Maturity Fast Approaching
By Jeanie Stokes
from the April 16, 2001 issue of Broadband Week
Flashback to 1997: The Telecommunications Act of 1996 has deregulated an industry and start-up companies are aching to challenge the Baby Bells for a bite of the monopolistic pie. To do so they need cash, and lots of it.
The solution: sell 10-year discount notes that let interest payments accrue for the first five years, before cash interest payments are required over the remaining five years.
Fast forward to 2002: It's time to ante up, folks.
Moody's Investors Service Inc., the big bond rating company, says the telecom industry is facing a difficult financial hurdle because the discount notes converting to cash interest payments is expected to spike in 2002 and 2003. That's going to boost the need for cash in an industry already stretched, in some cases to the bankruptcy courts, to pay its bills.
While the total amount of debt due over the next three years didn't look like a big problem for telecom companies, "in the discount note arena, we are seeing huge claims on cash coming that may not be serviced out of internally generated cash flows," says Marcus Jones, Moody's corporate finance analyst.
Interest from converting the discount notes to cash payment instruments will add $1.3 billion to other debt service due in 2003 from telecom providers, Jones says.
Telecom companies sold about $31 billion in speculative debt in the form of discount notes during the telecommunications industry's high yield boom of the late 1990s. That's about one-third of the total telecom indebtedness issued over the same time period.

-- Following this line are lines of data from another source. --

//! Patches assembly attributes declared in C#, Visual Basic and C++/CLI source
//! files (`AssemblyInfo.cs` and friends).

use crate::domain::metadata::{AttributeKind, MetadataAttribute};
use crate::domain::model::{AttributeChange, PatchOutcome, PatchRequest};
use crate::domain::ports::FilePatcher;
use crate::domain::version::{has_keep_marker, VersionNumber};
use crate::utils::error::{AssemblyInfoError, Result};
use regex::{Captures, Regex, RegexBuilder};
use std::path::Path;

#[derive(Debug, Clone, Copy, PartialEq, Eq)]
pub enum SourceLanguage {
    CSharp,
    VisualBasic,
    CppCli,
}

#[derive(Debug, Clone, Copy, PartialEq, Eq)]
enum Namespace {
    System,
    Reflection,
    InteropServices,
}

impl SourceLanguage {
    pub fn from_path(path: &str) -> Option<Self> {
        let extension = Path::new(path).extension()?.to_str()?.to_ascii_lowercase();
        match extension.as_str() {
            "cs" => Some(SourceLanguage::CSharp),
            "vb" => Some(SourceLanguage::VisualBasic),
            "cpp" => Some(SourceLanguage::CppCli),
            _ => None,
        }
    }

    fn is_comment(self, line: &str) -> bool {
        let trimmed = line.trim_start();
        match self {
            SourceLanguage::VisualBasic => {
                trimmed.starts_with('\'') || trimmed.to_ascii_uppercase().starts_with("REM ")
            }
            SourceLanguage::CSharp | SourceLanguage::CppCli => {
                trimmed.starts_with("//") || trimmed.starts_with("/*") || trimmed.starts_with('*')
            }
        }
    }

    fn string_pattern(self) -> &'static str {
        match self {
            SourceLanguage::VisualBasic => r#""(?:[^"]|"")*""#,
            SourceLanguage::CSharp | SourceLanguage::CppCli => r#""(?:[^"\\]|\\.)*""#,
        }
    }

    fn literal(self, kind: AttributeKind, value: &str) -> String {
        if kind.is_boolean() {
            let flag = value.eq_ignore_ascii_case("true");
            return match (self, flag) {
                (SourceLanguage::VisualBasic, true) => "True".to_string(),
                (SourceLanguage::VisualBasic, false) => "False".to_string(),
                (_, flag) => flag.to_string(),
            };
        }

        match self {
            SourceLanguage::VisualBasic => format!("\"{}\"", value.replace('"', "\"\"")),
            SourceLanguage::CSharp | SourceLanguage::CppCli => {
                format!("\"{}\"", value.replace('\\', "\\\\").replace('"', "\\\""))
            }
        }
    }

    fn unquote(self, raw: &str) -> String {
        let inner = raw
            .strip_prefix('"')
            .and_then(|r| r.strip_suffix('"'))
            .unwrap_or(raw);
        match self {
            SourceLanguage::VisualBasic => inner.replace("\"\"", "\""),
            SourceLanguage::CSharp | SourceLanguage::CppCli => {
                inner.replace("\\\"", "\"").replace("\\\\", "\\")
            }
        }
    }

    fn declaration(self, name: &str, literal: &str) -> String {
        match self {
            SourceLanguage::CSharp => format!("[assembly: {}({})]", name, literal),
            SourceLanguage::VisualBasic => format!("<Assembly: {}({})>", name, literal),
            SourceLanguage::CppCli => format!("[assembly:{}({})];", name, literal),
        }
    }

    fn import(self, namespace: Namespace) -> &'static str {
        match (self, namespace) {
            (SourceLanguage::CSharp, Namespace::System) => "using System;",
            (SourceLanguage::CSharp, Namespace::Reflection) => "using System.Reflection;",
            (SourceLanguage::CSharp, Namespace::InteropServices) => "using System.Runtime.InteropServices;",
            (SourceLanguage::VisualBasic, Namespace::System) => "Imports System",
            (SourceLanguage::VisualBasic, Namespace::Reflection) => "Imports System.Reflection",
            (SourceLanguage::VisualBasic, Namespace::InteropServices) => {
                "Imports System.Runtime.InteropServices"
            }
            (SourceLanguage::CppCli, Namespace::System) => "using namespace System;",
            (SourceLanguage::CppCli, Namespace::Reflection) => "using namespace System::Reflection;",
            (SourceLanguage::CppCli, Namespace::InteropServices) => {
                "using namespace System::Runtime::InteropServices;"
            }
        }
    }
}

fn namespace_of(kind: AttributeKind) -> Namespace {
    match kind {
        AttributeKind::ComVisible => Namespace::InteropServices,
        AttributeKind::ClsCompliant => Namespace::System,
        _ => Namespace::Reflection,
    }
}

fn build_regex(pattern: &str) -> Result<Regex> {
    RegexBuilder::new(pattern)
        .case_insensitive(true)
        .build()
        .map_err(|e| AssemblyInfoError::ProcessingError {
            message: format!("Invalid attribute pattern: {}", e),
        })
}

fn line_ending(content: &str) -> &'static str {
    if content.contains("\r\n") {
        "\r\n"
    } else {
        "\n"
    }
}

/// Regexes locating one attribute in one language.
struct AttributeMatcher {
    language: SourceLanguage,
    // 只判斷是否存在，不在乎參數格式
    declared: Regex,
    // 擷取前綴、屬性名稱與參數
    with_value: Regex,
}

impl AttributeMatcher {
    fn new(language: SourceLanguage, kind: AttributeKind) -> Result<Self> {
        let name = regex::escape(kind.attribute_name());
        let prefix = r"([\[<]\s*assembly\s*:\s*)";
        let qualified = format!(r"((?:\w+(?:\.|::))*{}(?:Attribute)?)", name);
        let argument = if kind.is_boolean() {
            r"\w+".to_string()
        } else {
            language.string_pattern().to_string()
        };

        Ok(Self {
            language,
            declared: build_regex(&format!(r"{}{}\s*\(", prefix, qualified))?,
            with_value: build_regex(&format!(r"{}{}\s*\(\s*({})\s*\)", prefix, qualified, argument))?,
        })
    }

    fn code_lines<'a>(&'a self, content: &'a str) -> impl Iterator<Item = &'a str> + 'a {
        content
            .split_inclusive('\n')
            .filter(move |line| !self.language.is_comment(line))
    }

    fn is_declared(&self, content: &str) -> bool {
        self.code_lines(content).any(|line| self.declared.is_match(line))
    }

    fn current_value(&self, content: &str) -> Option<String> {
        self.code_lines(content)
            .find_map(|line| self.with_value.captures(line))
            .map(|caps| self.language.unquote(&caps[3]))
    }

    /// Rewrites the argument of every uncommented declaration; returns the hit count.
    fn replace(&self, content: &str, literal: &str) -> (String, usize) {
        let mut hits = 0;
        let mut out = String::with_capacity(content.len() + literal.len());

        for line in content.split_inclusive('\n') {
            if self.language.is_comment(line) || !self.with_value.is_match(line) {
                out.push_str(line);
                continue;
            }
            let replaced = self.with_value.replace_all(line, |caps: &Captures| {
                hits += 1;
                format!("{}{}({})", &caps[1], &caps[2], literal)
            });
            out.push_str(&replaced);
        }

        (out, hits)
    }
}

fn has_import(content: &str, import: &str) -> bool {
    let wanted = import.trim_end_matches(';');
    content
        .lines()
        .map(|line| line.trim().trim_end_matches(';').trim())
        .any(|line| line.eq_ignore_ascii_case(wanted))
}

/// Resolves keep markers in version attributes against the value in the file.
fn effective_value(attribute: &MetadataAttribute, request: &PatchRequest<'_>, current: Option<&str>) -> String {
    let template = match attribute.kind {
        AttributeKind::Version => request.assembly.version(),
        AttributeKind::FileVersion => request.assembly.file_version(),
        _ => None,
    };

    match template {
        Some(version) if version.has_keep_markers() => {
            let existing = current.and_then(|c| VersionNumber::parse_field(attribute.kind.field_name(), c).ok());
            version.merge_existing(existing.as_ref()).to_string()
        }
        _ => attribute.value.clone(),
    }
}

#[derive(Debug, Clone, Default)]
pub struct SourceAttributePatcher;

impl SourceAttributePatcher {
    pub fn new() -> Self {
        Self
    }
}

impl FilePatcher for SourceAttributePatcher {
    fn name(&self) -> &'static str {
        "source attributes"
    }

    fn supports(&self, path: &str) -> bool {
        SourceLanguage::from_path(path).is_some()
    }

    fn patch(&self, path: &str, content: &str, request: &PatchRequest<'_>) -> Result<PatchOutcome> {
        let Some(language) = SourceLanguage::from_path(path) else {
            return Ok(PatchOutcome::Skipped {
                reason: "File is not .cs, .vb or .cpp".to_string(),
            });
        };

        let newline = line_ending(content);
        let mut content = content.to_string();
        let mut changes = Vec::new();
        let mut pending = Vec::new();

        for attribute in request.assembly.attributes() {
            if attribute.kind == AttributeKind::InformationalVersion && has_keep_marker(&attribute.value) {
                tracing::warn!("{} cannot keep parts of an informational version, skipping", attribute.value);
                continue;
            }

            let matcher = AttributeMatcher::new(language, attribute.kind)?;
            let name = attribute.kind.attribute_name();
            let current = matcher.current_value(&content);
            let value = effective_value(&attribute, request, current.as_deref());
            let literal = language.literal(attribute.kind, &value);

            if matcher.is_declared(&content) {
                let (updated, hits) = matcher.replace(&content, &literal);
                if hits == 0 {
                    tracing::warn!("{} in {} has a non-literal value, left unchanged", name, path);
                    continue;
                }
                content = updated;
                tracing::info!("{} --> {}", name, value);
                changes.push(AttributeChange {
                    name: name.to_string(),
                    value,
                    inserted: false,
                });
            } else if request.insert_attributes {
                pending.push((attribute.kind, value, literal));
            } else {
                tracing::debug!("{} not present in {}, skipping", name, path);
            }
        }

        if !pending.is_empty() {
            let mut imports: Vec<&str> = Vec::new();
            for (kind, _, _) in &pending {
                let import = language.import(namespace_of(*kind));
                if !imports.contains(&import) && !has_import(&content, import) {
                    imports.push(import);
                }
            }
            if !imports.is_empty() {
                for import in &imports {
                    tracing::info!("Adding --> {}", import);
                }
                content = format!("{}{}{}", imports.join(newline), newline, content);
            }

            if !content.is_empty() && !content.ends_with('\n') {
                content.push_str(newline);
            }
            for (kind, value, literal) in pending {
                let name = kind.attribute_name();
                tracing::info!("Adding --> {}", name);
                content.push_str(&language.declaration(name, &literal));
                content.push_str(newline);
                changes.push(AttributeChange {
                    name: name.to_string(),
                    value,
                    inserted: true,
                });
            }
        }

        Ok(PatchOutcome::Patched { content, changes })
    }
}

In 1997, capital was cheap and there were plenty of investors eager to get in on what they saw as a huge opportunity in the new era of telecommunications. Wall Street had seen such CLECs as Teleport, MFS and Brooks Fiber acquired by investment grade companies such as WorldCom and AT&T, reaping big bucks for investors. They hoped lightning would strike again.
"It's a perfect instrument for a competitive local exchange carrier that's starting from scratch and needs a lot of cash. It gives you five years to get your act together," Jones says.
The problem, especially for the smaller telecom companies, is that profitability hasn't lived up to expectations. The huge capital outlays needed to build networks have maxed out their credit cards, and the lenders aren't raising their credit limits. If the businesses aren't generating enough cash flow to pay their debt service, they're faced with either refinancing their debt or selling more equity.
Given the tight money conditions that exist today, "the market for refinancing may not be there," Jones says. To match that peak in financing that occurred in 1997 and 1998, there needs to be a similar peak in capital availability. "That's not what we're seeing right now."
Jones compares the situation faced by the telecom industry today with that of the airlines after deregulation in the 1980s. A lot of new airlines were started and funded. Most either failed for a lack of money and went bankrupt, or were gobbled up by bigger competitors, who often paid fire-sale prices for their assets.
That's already beginning to happen. Digital subscriber line service wholesaler NorthPoint Communications filed for Chapter 11 bankruptcy in January and eventually agreed to sell its hard assets to AT&T Corp. for $135 million--about 27 percent of the $500 million NorthPoint said they were worth. AT&T didn't assume any of NorthPoint's $485 million in outstanding debt either, meaning those bondholders probably will be left high and dry.
To be sure, other analysts say the problem of not enough money to meet debt payments is even more acute. Former Lehman Brothers convertible bond strategist Ravi Suria, who recently moved to Duquesne Capital Management, says about 80 percent of the new economy telecom players are facing debt defaults over the next three years and will have to seek Chapter 11 bankruptcy reorganization. That means the debt holders will take over the companies, shareholders won't get anything and, after the restructuring, the companies will continue operating, but with little or no debt.
So how's the future likely to pan out? Wireless companies issued about half of the $31.4 billion in outstanding discount notes. For the most part, they "have proved their concept and are positioned well for the conversion of their discount notes to cash pay instruments," Moody's says.
It's more a mixed story for the CLECs, some of whom are faring well and have improved their credit ratings since they sold the debt. Others that haven't are in trouble.